Many enzymes don’t work optimally, or even at all, unless bound to other specific non-protein helper molecules, either temporarily through ionic or hydrogen bonds or permanently through stronger covalent bonds. Two types of helper molecules are cofactors and coenzymes. Binding to these molecules promotes optimal conformation and function for their respective enzymes. Cofactors are inorganic ions such as iron(II) (Fe²⁺) and magnesium(II) (Mg²⁺). One example of an enzyme that requires a metal ion as a cofactor is the enzyme that builds DNA molecules, DNA polymerase, which requires a bound zinc(II) ion (Zn²⁺) to function. Coenzymes are organic helper molecules, with a basic atomic structure made up of carbon and hydrogen, that are required for enzyme action. The most common sources of coenzymes are dietary vitamins. Some vitamins are precursors to coenzymes, and others act directly as coenzymes. Vitamin C is a coenzyme for multiple enzymes that take part in building the important connective tissue component, collagen. An important step in the breakdown of glucose to yield energy is catalysis by a multi-enzyme complex called pyruvate dehydrogenase. Pyruvate dehydrogenase is a complex of several enzymes that actually requires one cofactor (a magnesium ion) and five different organic coenzymes to catalyze its specific chemical reaction. Therefore, enzyme function is, in part, regulated by an abundance of various cofactors and coenzymes, which are supplied primarily by the diets of most organisms.

Enzyme compartmentalization

In eukaryotic cells, molecules such as enzymes are usually compartmentalized into different organelles. This allows for yet another level of regulation of enzyme activity. Enzymes required only for certain cellular processes can be housed separately along with their substrates, allowing for more efficient chemical reactions. Examples of this sort of enzyme regulation based on location and proximity include the enzymes involved in the latter stages of cellular respiration, which take place exclusively in the mitochondria, and the enzymes involved in the digestion of cellular debris and foreign materials, located within lysosomes.

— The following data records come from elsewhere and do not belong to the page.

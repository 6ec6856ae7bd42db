// src/analysis/verify.rs
// Consistency Verifier: recompute supports for a sample of output rows
// straight from the exploded records and cross-check the stored values.
// Reports defects; never repairs them.

use std::collections::BTreeSet;

use crate::params::MISMATCH_DETAIL_CAP;
use crate::store::ExplodedRecord;

use super::types::{SegmentKey, StoredPair};

/// Supports recomputed independently of the calculator.
#[derive(Clone, Copy, Debug, PartialEq, Eq)]
pub struct Supports {
    pub a: u64,
    pub b: u64,
    pub ab: u64,
}

/// One row whose stored counts disagree with the recomputation.
#[derive(Clone, Debug)]
pub struct Mismatch {
    pub stored: StoredPair,
    pub computed: Supports,
}

#[derive(Clone, Debug)]
pub struct VerifyReport {
    pub rows_total: usize,
    /// Rows anywhere in the table with support_ab > support_a or > support_b.
    pub invariant_violations: usize,
    /// Rows recomputed in detail.
    pub checked: usize,
    pub mismatch_count: usize,
    /// First few mismatches, capped at MISMATCH_DETAIL_CAP.
    pub mismatches: Vec<Mismatch>,
}

impl VerifyReport {
    pub fn is_clean(&self) -> bool {
        self.invariant_violations == 0 && self.mismatch_count == 0
    }
}

/// Check a produced segmented table against the exploded-record population.
/// `sample` rows are recomputed in detail (0 = every row); the basic
/// support_ab ≤ support_a/b invariant is checked on the whole table.
pub fn verify(
    records: &[ExplodedRecord],
    table: &[StoredPair],
    sample: usize,
    seed: u64,
) -> VerifyReport {
    let invariant_violations = table
        .iter()
        .filter(|r| r.support_ab > r.support_a || r.support_ab > r.support_b)
        .count();

    let picked = sample_indices(table.len(), sample, seed);
    let mut mismatch_count = 0usize;
    let mut mismatches = Vec::new();

    for &i in &picked {
        let row = &table[i];
        let computed = recompute(records, &row.segment, &row.skill_a, &row.skill_b);
        let ok = computed.a == row.support_a
            && computed.b == row.support_b
            && computed.ab == row.support_ab
            && row.jobs_count == row.support_ab;
        if !ok {
            mismatch_count += 1;
            if mismatches.len() < MISMATCH_DETAIL_CAP {
                mismatches.push(Mismatch { stored: row.clone(), computed });
            }
        }
    }

    VerifyReport {
        rows_total: table.len(),
        invariant_violations,
        checked: picked.len(),
        mismatch_count,
        mismatches,
    }
}

/// Restrict the raw records to the row's segment, collect the distinct job-id
/// sets containing each skill, and intersect. Duplicate raw rows collapse via
/// the sets, so this matches the calculator's distinct-logical-job counting
/// without sharing any of its intermediates.
pub fn recompute(
    records: &[ExplodedRecord],
    segment: &SegmentKey,
    skill_a: &str,
    skill_b: &str,
) -> Supports {
    let mut jobs_a: BTreeSet<&str> = BTreeSet::new();
    let mut jobs_b: BTreeSet<&str> = BTreeSet::new();

    for r in records {
        if r.category != segment.category
            || r.job_type != segment.job_type
            || r.experience != segment.experience
        {
            continue;
        }
        if r.skill == skill_a {
            jobs_a.insert(r.job_id.as_str());
        }
        if r.skill == skill_b {
            jobs_b.insert(r.job_id.as_str());
        }
    }

    let ab = jobs_a.intersection(&jobs_b).count() as u64;
    Supports { a: jobs_a.len() as u64, b: jobs_b.len() as u64, ab }
}

/* ---------------- Sampling ---------------- */

fn xorshift(state: &mut u64) -> u64 {
    let mut x = *state;
    x ^= x << 13;
    x ^= x >> 7;
    x ^= x << 17;
    *state = x;
    x
}

/// Deterministic sample of row indices: partial Fisher–Yates over a seeded
/// xorshift. `sample == 0` or `sample >= len` selects every row.
fn sample_indices(len: usize, sample: usize, seed: u64) -> Vec<usize> {
    let mut idx: Vec<usize> = (0..len).collect();
    if sample == 0 || sample >= len {
        return idx;
    }
    // never seed xorshift with zero
    let mut state = seed.wrapping_mul(0x9E37_79B9_7F4A_7C15).wrapping_add(1);
    for i in 0..sample {
        let j = i + (xorshift(&mut state) as usize) % (len - i);
        idx.swap(i, j);
    }
    idx.truncate(sample);
    idx
}
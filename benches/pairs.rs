// benches/pairs.rs
use criterion::{black_box, criterion_group, criterion_main, Criterion};

use skillstats::analysis::{global, jobs, segmented};
use skillstats::store::ExplodedRecord;

const SKILLS: [&str; 12] = [
    "rust", "python", "sql", "excel", "react", "figma",
    "seo", "docker", "aws", "go", "node", "wordpress",
];
const SEGMENTS: [(&str, &str, &str); 4] = [
    ("Web", "Hourly", "Expert"),
    ("Web", "Fixed", "Intermediate"),
    ("Data", "Hourly", "Entry"),
    ("Design", "Fixed", "Expert"),
];

/// Deterministic synthetic export: job k gets 2..=5 skills spread over the
/// skill list, one segment, and a budget on three rows out of four.
fn synthetic_records(jobs_n: usize) -> Vec<ExplodedRecord> {
    let mut out = Vec::new();
    for k in 0..jobs_n {
        let seg = SEGMENTS[k % SEGMENTS.len()];
        let n_skills = 2 + k % 4;
        for s in 0..n_skills {
            let skill = SKILLS[(k * 7 + s * 3) % SKILLS.len()];
            out.push(ExplodedRecord {
                job_id: format!("job-{k}"),
                skill: skill.into(),
                category: seg.0.into(),
                job_type: seg.1.into(),
                experience: seg.2.into(),
                budget_avg: (k % 4 != 0).then(|| 15.0 + (k % 50) as f64),
                country: String::new(),
                date: String::new(),
            });
        }
    }
    out
}

fn bench_analysis(c: &mut Criterion) {
    let records = synthetic_records(2_000);

    c.bench_function("logical_jobs_2k", |b| {
        b.iter(|| jobs::logical_jobs(black_box(&records)).len())
    });

    c.bench_function("segmented_2k", |b| {
        b.iter(|| segmented::analyze(black_box(&records)).len())
    });

    c.bench_function("global_2k", |b| {
        b.iter(|| global::analyze(black_box(&records)).len())
    });
}

criterion_group!(benches, bench_analysis);
criterion_main!(benches);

Possible NB Discussion Point: Reversing the Effects of Caffeine

Previously, we discussed caffeine and its metabolism. Let’s now think about caffeine’s pharmacology (mode of action). Were you able to identify, compare, and contrast the molecule that caffeine had a similar structure to? Because of caffeine's structural similarity to the molecule adenosine, it is actually able to bind to the adenosine-specific receptor protein in the brain. However, because the exact lock-and-key-fit is unsatisfied, caffeine will not "activate" the adenosine receptors upon binding as adenosine would. Normally, when adenosine binds to and thereby activates its specific receptor protein in the brain, the physiological effect is increased drowsiness and muscle relaxation. It makes sense that we get tired at night because we accumulate adenosine over the day -- that's a lot of receptor activation! But back to caffeine -- when caffeine is present, it can bind to the adenosine receptor protein, thereby blocking adenosine from binding/activating the receptor. The lack of adenosine action is what leads to suppressed sleepiness and increased alertness. The inhibition seen with this receptor protein and caffeine is similar to some of the inhibition we see with enzymes. What type of inhibition would you classify this as? Follow up question: If you were hired by a company to design a solution to reverse the effect of caffeine post-ingestion, what strategies would you try to test? Explain!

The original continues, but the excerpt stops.